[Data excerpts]

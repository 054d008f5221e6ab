//! Completion service abstraction layer.
//!
//! Defines the [`LlmProvider`] trait that completion backends implement, and
//! the [`ProviderError`] taxonomy the completion client classifies.

mod mock;
mod openai_compat;

pub use mock::MockProvider;
pub use openai_compat::OpenAiCompatProvider;

use async_trait::async_trait;

use crate::message::Message;

/// Error type for provider operations.
#[derive(Debug, Clone, PartialEq, thiserror::Error)]
pub enum ProviderError {
    /// The service rejected the credentials (HTTP 401).
    #[error("authentication failed: {0}")]
    Authentication(String),

    /// The service is throttling requests (HTTP 429).
    #[error("rate limited: {0}")]
    RateLimited(String),

    /// Any other non-success HTTP status.
    #[error("HTTP {status}: {body}")]
    Http {
        /// Status code returned by the service.
        status: u16,
        /// Raw response body.
        body: String,
    },

    /// Connection, DNS, TLS or timeout failure before a response arrived.
    #[error("request failed: {0}")]
    RequestFailed(String),

    /// A success status whose body lacks the expected completion content.
    #[error("invalid response: {0}")]
    InvalidResponse(String),
}

/// Everything needed for one completion call.
#[derive(Clone, Copy)]
pub struct CompletionRequest<'a> {
    /// Bearer token for the service.
    pub api_key: &'a str,
    /// Model identifier.
    pub model: &'a str,
    /// History followed by the new user message, oldest first.
    pub messages: &'a [Message],
}

impl std::fmt::Debug for CompletionRequest<'_> {
    fn fmt(&self, f: &mut std::fmt::Formatter<'_>) -> std::fmt::Result {
        f.debug_struct("CompletionRequest")
            .field("api_key", &"<redacted>")
            .field("model", &self.model)
            .field("messages", &self.messages.len())
            .finish()
    }
}

/// Trait for completion backends.
///
/// Implementations must be thread-safe (`Send + Sync`) for use
/// in async contexts.
///
/// # Examples
///
/// ```
/// use parley_core::message::Message;
/// use parley_core::provider::{CompletionRequest, LlmProvider, MockProvider};
///
/// # async fn example() {
/// let provider = MockProvider::new().with_response("Hi!");
/// let messages = vec![Message::user("Hello")];
/// let request = CompletionRequest {
///     api_key: "key",
///     model: "model",
///     messages: &messages,
/// };
///
/// assert_eq!(provider.complete(request).await.unwrap(), "Hi!");
/// # }
/// ```
#[async_trait]
pub trait LlmProvider: Send + Sync {
    /// Send the conversation and return the assistant's reply text.
    async fn complete(&self, request: CompletionRequest<'_>) -> Result<String, ProviderError>;
}
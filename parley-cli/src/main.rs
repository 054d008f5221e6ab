//! Parley CLI - command-line frontend for the whitelisted chat relay.
//!
//! Runs single messages through the relay and exposes the whitelist and
//! memory administration commands.

mod commands;

use std::path::PathBuf;

use anyhow::{Context, Result};
use clap::Parser;
use tracing_subscriber::prelude::*;

use commands::{Commands, handle_command};
use parley_core::Config;
use parley_core::config::Rotation;

/// Parley - whitelisted chat relay for an OpenAI-compatible completion service
#[derive(Parser)]
#[command(name = "parley")]
#[command(author, version, about, long_about = None)]
struct Args {
    /// Path to a custom config file (overrides default search locations)
    #[arg(short = 'c', long)]
    config: Option<PathBuf>,

    #[command(subcommand)]
    command: Commands,
}

/// Default tracing directives enabling info-level logs for this crate and parley-core.
const DEFAULT_DIRECTIVES: &[&str] = &["parley_cli=info", "parley_core=info"];

/// Build the default `EnvFilter`: RUST_LOG (if set) plus our default directives.
fn default_env_filter() -> Result<tracing_subscriber::EnvFilter> {
    let mut filter = tracing_subscriber::EnvFilter::from_default_env();
    for directive in DEFAULT_DIRECTIVES {
        filter = filter.add_directive(directive.parse()?);
    }
    Ok(filter)
}

/// Initialize the tracing subscriber.
///
/// Logs go to stderr so command output on stdout stays clean. With a
/// `[logging]` section a rolling file layer is added; the returned guard
/// flushes it and must be held until exit.
fn init_tracing(config: &Config) -> Result<Option<tracing_appender::non_blocking::WorkerGuard>> {
    let Some(lc) = config.logging.as_ref() else {
        tracing_subscriber::fmt()
            .with_env_filter(default_env_filter()?)
            .with_writer(std::io::stderr)
            .init();
        return Ok(None);
    };

    if let Err(e) = std::fs::create_dir_all(&lc.directory) {
        eprintln!(
            "Warning: Failed to create log directory '{}': {}. Logging to stderr only.",
            lc.directory, e
        );
        tracing_subscriber::fmt()
            .with_env_filter(default_env_filter()?)
            .with_writer(std::io::stderr)
            .init();
        return Ok(None);
    }

    let rotation = match lc.rotation {
        Rotation::Daily => tracing_appender::rolling::Rotation::DAILY,
        Rotation::Hourly => tracing_appender::rolling::Rotation::HOURLY,
        Rotation::Never => tracing_appender::rolling::Rotation::NEVER,
    };

    let file_appender = tracing_appender::rolling::RollingFileAppender::builder()
        .rotation(rotation)
        .filename_prefix("parley")
        .filename_suffix("log")
        .max_log_files(lc.max_files)
        .build(&lc.directory)
        .context("Failed to create rolling file appender")?;
    let (non_blocking, guard) = tracing_appender::non_blocking(file_appender);

    let stderr_layer = tracing_subscriber::fmt::layer().with_writer(std::io::stderr);
    let file_layer = tracing_subscriber::fmt::layer()
        .with_writer(non_blocking)
        .with_ansi(false);

    tracing_subscriber::registry()
        .with(default_env_filter()?)
        .with(stderr_layer)
        .with(file_layer)
        .init();

    Ok(Some(guard))
}

#[tokio::main]
async fn main() -> Result<()> {
    let args = Args::parse();

    // Config first: tracing setup depends on the [logging] section.
    let config = Config::load(args.config.as_deref()).context("Failed to load config")?;
    let _guard = init_tracing(&config)?;
    tracing::debug!(database = ?config.database_url(), "Starting parley");

    handle_command(args.command, &config).await
}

## INSTRUCTIONS FOR THE TASK
Working through the records above, copy each line in which "chat" is found.

## EXPECTED OUTPUT
//! Parley CLI - command-line frontend for the whitelisted chat relay.
/// Parley - whitelisted chat relay for an OpenAI-compatible completion service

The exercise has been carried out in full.